Замечательно по поводу мата в моих стихах в свое время сказал Гандлевский: у Саши Соколова в «Между собакой и волком» нет ни одного неприличного слова, а ощущение живой речи и даже мата создается. Тогда мне показалось, что он несправедливо ко мне придрался, но тут что-то есть. Не исключено, что использование таких сильнодействующих средств зачастую свидетельствует о некоторой ущербности, неспособности найти какой-то эквивалент. Но не всегда. В последних своих вещах я стараюсь не употреблять мата, потому что это стало модой. Но есть литературные ситуации, где я не могу без этого обойтись. В принципе, я предпочитаю компромисс. Когда я читаю в незнакомой аудитории, я заменяю эти слова какими-то эвфемизмами или что-то бурчу. Думаю, со временем это пройдет. Насколько я понимаю, такой проблемы для английской или американской литературы нет, причем это не значит, что там утрачен всяческий речевой этикет, что там все страшно сквернословят на светском рауте. Я думаю, как существуют приличия поведения, так существуют и речевые приличия: то, что можно в одной ситуации, нельзя в другой. Проблему, что допустимо в поэзии, а что нет, я для себя решаю очень просто: что я могу себе позволить в компании людей моего круга, то я могу позволить себе и в стихах, потому что в стихах я обращаюсь к определенным людям. Я против эпатажа, хотя понимаю, что это очень распространенное и вполне законное средство воздействия, но мне оно кажется чрезвычайно примитивным и для меня недопустимым. Когда эта волна спадет и люди станут относиться ко всему спокойнее, тогда они поймут, что мат – это просто слова и что, если у меня в стихах появляется гидротехник, который со мной скандалит в гостинице, то было бы нелепо, если б он говорил другим языком.

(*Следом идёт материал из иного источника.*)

//! Cognitive loop — drives orchestrator cycles on a timer and interleaves
//! periodic decay/normalisation.

use super::orchestrator::{CycleSummary, Orchestrator};
use crate::bank::AttentionBank;
use crate::store::EVENT_CHANNEL_CAPACITY;
use chrono::{DateTime, Utc};
use parking_lot::Mutex;
use serde::Serialize;
use std::sync::Arc;
use std::time::Duration;
use tokio::sync::broadcast;
use tokio::task::JoinHandle;
use tracing::{info, warn};

/// The loop's state machine. See spec §4.4 for the transition diagram.
#[derive(Debug, Clone, Copy, PartialEq, Eq, Serialize)]
pub enum LoopState {
    Stopped,
    Running,
    Paused,
}

/// Configuration accepted by [`CognitiveLoop::new`].
#[derive(Debug, Clone)]
pub struct LoopConfig {
    /// Time between tick scheduling.
    pub cycle_interval: Duration,
    /// Cap on total cycles before auto-stop. `None` means unbounded.
    pub max_cycles: Option<u64>,
    /// Gate periodic `decaySTI` calls.
    pub auto_decay: bool,
    /// Gate periodic `normalizeSTI`/`normalizeLTI` calls.
    pub auto_normalize: bool,
    /// Cycle counts between `decaySTI` calls.
    pub decay_interval: u64,
    /// Cycle counts between normalisation calls.
    pub normalize_interval: u64,
}

impl Default for LoopConfig {
    fn default() -> Self {
        Self {
            cycle_interval: Duration::from_millis(100),
            max_cycles: None,
            auto_decay: true,
            auto_normalize: true,
            decay_interval: 10,
            normalize_interval: 20,
        }
    }
}

/// Read-only snapshot of the loop's state and counters.
#[non_exhaustive]
#[derive(Debug, Clone, Copy, PartialEq)]
pub struct LoopStats {
    pub state: LoopState,
    pub total_cycles: u64,
    pub total_time: Duration,
    pub started_at: Option<DateTime<Utc>>,
}

/// Events emitted by [`CognitiveLoop`].
#[derive(Debug, Clone, Serialize)]
pub enum LoopEvent {
    Started,
    CycleComplete { cycle: u64, summary: CycleSummary },
    MaxCyclesReached { total_cycles: u64 },
    Paused,
    Resumed,
    Stopped { total_cycles: u64, total_time: Duration },
    CycleError { message: String },
}

struct LoopInner {
    state: LoopState,
    total_cycles: u64,
    total_time: Duration,
    started_at: Option<DateTime<Utc>>,
    config: LoopConfig,
}

fn run_maintenance(bank: &AttentionBank, cycle: u64, config: &LoopConfig) {
    if config.auto_decay && config.decay_interval > 0 && cycle % config.decay_interval == 0 {
        bank.decay_sti();
    }
    if config.auto_normalize && config.normalize_interval > 0 && cycle % config.normalize_interval == 0 {
        bank.normalize_sti();
        bank.normalize_lti();
    }
}

/// Drives an [`Orchestrator`] on a monotonic timer. `start`/`stop` spawn and
/// cooperatively tear down a background task; `pause`/`resume` merely
/// suppress or resume ticking on that same task without restarting it.
pub struct CognitiveLoop {
    inner: Arc<Mutex<LoopInner>>,
    orchestrator: Arc<Orchestrator>,
    bank: Arc<AttentionBank>,
    events: broadcast::Sender<LoopEvent>,
    driver: Mutex<Option<JoinHandle<()>>>,
}

impl CognitiveLoop {
    pub fn new(orchestrator: Arc<Orchestrator>, bank: Arc<AttentionBank>, config: LoopConfig) -> Self {
        let (events, _) = broadcast::channel(EVENT_CHANNEL_CAPACITY);
        Self {
            inner: Arc::new(Mutex::new(LoopInner {
                state: LoopState::Stopped,
                total_cycles: 0,
                total_time: Duration::ZERO,
                started_at: None,
                config,
            })),
            orchestrator,
            bank,
            events,
            driver: Mutex::new(None),
        }
    }

    pub fn subscribe(&self) -> broadcast::Receiver<LoopEvent> {
        self.events.subscribe()
    }

    pub fn stats(&self) -> LoopStats {
        let inner = self.inner.lock();
        LoopStats {
            state: inner.state,
            total_cycles: inner.total_cycles,
            total_time: inner.total_time,
            started_at: inner.started_at,
        }
    }

    pub fn set_cycle_interval(&self, interval: Duration) {
        self.inner.lock().config.cycle_interval = interval;
    }

    /// `STOPPED -> RUNNING`. A no-op if the loop is already running or paused.
    pub fn start(&self) {
        {
            let mut inner = self.inner.lock();
            if inner.state != LoopState::Stopped {
                return;
            }
            inner.state = LoopState::Running;
            inner.total_cycles = 0;
            inner.total_time = Duration::ZERO;
            inner.started_at = Some(Utc::now());
        }

        let inner_arc = self.inner.clone();
        let orchestrator = self.orchestrator.clone();
        let bank = self.bank.clone();
        let events = self.events.clone();

        let handle = tokio::spawn(async move {
            loop {
                let interval = inner_arc.lock().config.cycle_interval;
                tokio::time::sleep(interval).await;

                let state_now = inner_arc.lock().state;
                match state_now {
                    LoopState::Stopped => {
                        let (total_cycles, total_time) = {
                            let inner = inner_arc.lock();
                            (inner.total_cycles, inner.total_time)
                        };
                        let _ = events.send(LoopEvent::Stopped { total_cycles, total_time });
                        break;
                    }
                    LoopState::Paused => continue,
                    LoopState::Running => {}
                }

                let start = std::time::Instant::now();
                let cycle_task = {
                    let orchestrator = orchestrator.clone();
                    tokio::spawn(async move { orchestrator.run_cycle().await })
                };
                let joined = cycle_task.await;
                let elapsed = start.elapsed();

                let summary = match joined {
                    Ok(summary) => summary,
                    Err(join_err) => {
                        warn!(%join_err, "cycle panicked; loop continues");
                        let _ = events.send(LoopEvent::CycleError {
                            message: join_err.to_string(),
                        });
                        continue;
                    }
                };

                let (cycle, max_cycles, config_snapshot) = {
                    let mut inner = inner_arc.lock();
                    inner.total_cycles += 1;
                    inner.total_time += elapsed;
                    (inner.total_cycles, inner.config.max_cycles, inner.config.clone())
                };

                let _ = events.send(LoopEvent::CycleComplete { cycle, summary });
                run_maintenance(&bank, cycle, &config_snapshot);

                if let Some(max) = max_cycles {
                    if cycle >= max {
                        let mut inner = inner_arc.lock();
                        inner.state = LoopState::Stopped;
                        let total_cycles = inner.total_cycles;
                        drop(inner);
                        info!(total_cycles, "max cycles reached");
                        let _ = events.send(LoopEvent::MaxCyclesReached { total_cycles });
                        break;
                    }
                }
            }
        });

        *self.driver.lock() = Some(handle);
        let _ = self.events.send(LoopEvent::Started);
    }

    /// `RUNNING -> PAUSED`. Subsequent ticks are suppressed; counters preserved.
    pub fn pause(&self) {
        let mut inner = self.inner.lock();
        if inner.state == LoopState::Running {
            inner.state = LoopState::Paused;
            drop(inner);
            let _ = self.events.send(LoopEvent::Paused);
        }
    }

    /// `PAUSED -> RUNNING`.
    pub fn resume(&self) {
        let mut inner = self.inner.lock();
        if inner.state == LoopState::Paused {
            inner.state = LoopState::Running;
            drop(inner);
            let _ = self.events.send(LoopEvent::Resumed);
        }
    }

    /// `RUNNING|PAUSED -> STOPPED`. Cooperative: prevents the next tick from
    /// being scheduled but does not interrupt a cycle already in flight. The
    /// driver task emits `Stopped` with final totals once it actually quiesces.
    pub fn stop(&self) {
        let mut inner = self.inner.lock();
        if inner.state != LoopState::Stopped {
            inner.state = LoopState::Stopped;
        }
    }

    /// Run one cycle immediately, independent of the timer, applying the
    /// same maintenance cadence the driven loop would.
    pub async fn run_single_cycle(&self) -> CycleSummary {
        let summary = self.orchestrator.run_cycle().await;
        let (cycle, config_snapshot) = {
            let mut inner = self.inner.lock();
            inner.total_cycles += 1;
            (inner.total_cycles, inner.config.clone())
        };
        let _ = self.events.send(LoopEvent::CycleComplete { cycle, summary });
        run_maintenance(&self.bank, cycle, &config_snapshot);
        summary
    }
}

impl Drop for CognitiveLoop {
    fn drop(&mut self) {
        if let Some(handle) = self.driver.lock().take() {
            handle.abort();
        }
    }
}

#[cfg(test)]
mod tests {
    use super::*;
    use crate::bank::{AttentionBank, BankConfig};
    use crate::store::AtomStore;

    fn fixture(max_cycles: u64) -> CognitiveLoop {
        let store = Arc::new(AtomStore::default());
        let bank = Arc::new(AttentionBank::new(store.clone(), BankConfig::default()));
        let orchestrator = Arc::new(Orchestrator::new(
            store,
            bank.clone(),
            super::super::orchestrator::OrchestratorConfig::default(),
        ));
        CognitiveLoop::new(
            orchestrator,
            bank,
            LoopConfig {
                cycle_interval: Duration::from_millis(1),
                max_cycles: Some(max_cycles),
                decay_interval: 2,
                normalize_interval: 3,
                ..Default::default()
            },
        )
    }

    #[tokio::test(flavor = "multi_thread")]
    async fn runs_to_completion_and_reports_max_cycles() {
        let cognitive_loop = fixture(5);
        let mut events = cognitive_loop.subscribe();
        cognitive_loop.start();

        let mut completed = 0;
        let mut saw_max = false;
        while let Ok(event) = tokio::time::timeout(Duration::from_secs(2), events.recv()).await.unwrap() {
            match event {
                LoopEvent::CycleComplete { .. } => completed += 1,
                LoopEvent::MaxCyclesReached { total_cycles } => {
                    assert_eq!(total_cycles, 5);
                    saw_max = true;
                    break;
                }
                _ => {}
            }
        }
        assert_eq!(completed, 5);
        assert!(saw_max);
        assert_eq!(cognitive_loop.stats().state, LoopState::Stopped);
    }
}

У нас об этом много говорят как об элементе новизны, хотя запоздалые публикации Джойса, Генри Миллера, в конце концов «эротический» номер «Литературного обозрения» убеждают нас в том, что мы опять совершаем путь по кругу.
Да. Мне кажется, что здесь страшная опасность подстерегает советского писателя, пусть он какая угодно европейская штучка. Если он искренне старается быть европейским писателем, он с неизбежностью впадает в жуткий провинциализм. Ты тут живешь – будь советским писателем. Это всегда в тысячу раз интереснее. У нас уникальная страна, уникальный опыт, эстетически неосвоенный причем. Ведь советская литература не занималась своим делом, даже не пыталась осваивать безумные миры этой страны. Все время что-то придумывали: были либеральные придумки, советские, антисоветские. Очень многие не хотят быть советскими писателями, хочется быть западными интеллектуалами. Я не думаю, что Достоевский или Толстой ставили перед собой задачу вхождения в европейскую культуру. Разбираться надо дома. Габриель Гарсиа Маркес вряд ли думал, что его будут так читать здесь. Он в своей каше варился, только поэтому и получилось хорошо. Ставить перед собой такие задачи – в ту культуру войти, в другую… Да в свою бы войти!
ЛЕВ РУБИНШТЕЙН:
Постмодернизм – это отсутствие состояния борьбы
Я родился в Москве в 1947 году, как и многие мои друзья, в роддоме Грауэрмана. По образованию филолог, закончил пединститут. Словесным творчеством занимаюсь с конца 1960-х годов, начал сочинять в уже взрослом возрасте. На Западе стал публиковаться в 1979 году, а на родине – в 1989-м. Из русских изданий меня печатали журналы «Ковчег» и «А-Я» (это был тот самый номер «А-Я», в котором вышла статья Бориса Гройса «Московский романтический концептуализм», а в качестве иллюстрации к ней мои тексты). Это по-русски, а в основном печатали в переводах. В Германии в сборнике «Kulturpalast» мои тексты впервые были опубликованы в аутентичном виде – в виде стопки карточек. Печатали меня в США в университетских изданиях, во Франции (боюсь сглазить, но там вроде бы должна книжка выйти), в Швеции, в Финляндии. Здесь меня печатали журналы «Огонек», «Декоративное искусство», «Театр», «Даугава», «Родник» и некоторые альманахи. Много лет я работал в библиотеке пединститута, работаю и сейчас, но собираюсь уходить, поэтому говорю об этом как о прошлом.
* * *
Лев Семенович, меня несколько раз отсылали к вам, когда я спрашивал ваших собратьев, что такое концептуализм. Объясните, что же это такое.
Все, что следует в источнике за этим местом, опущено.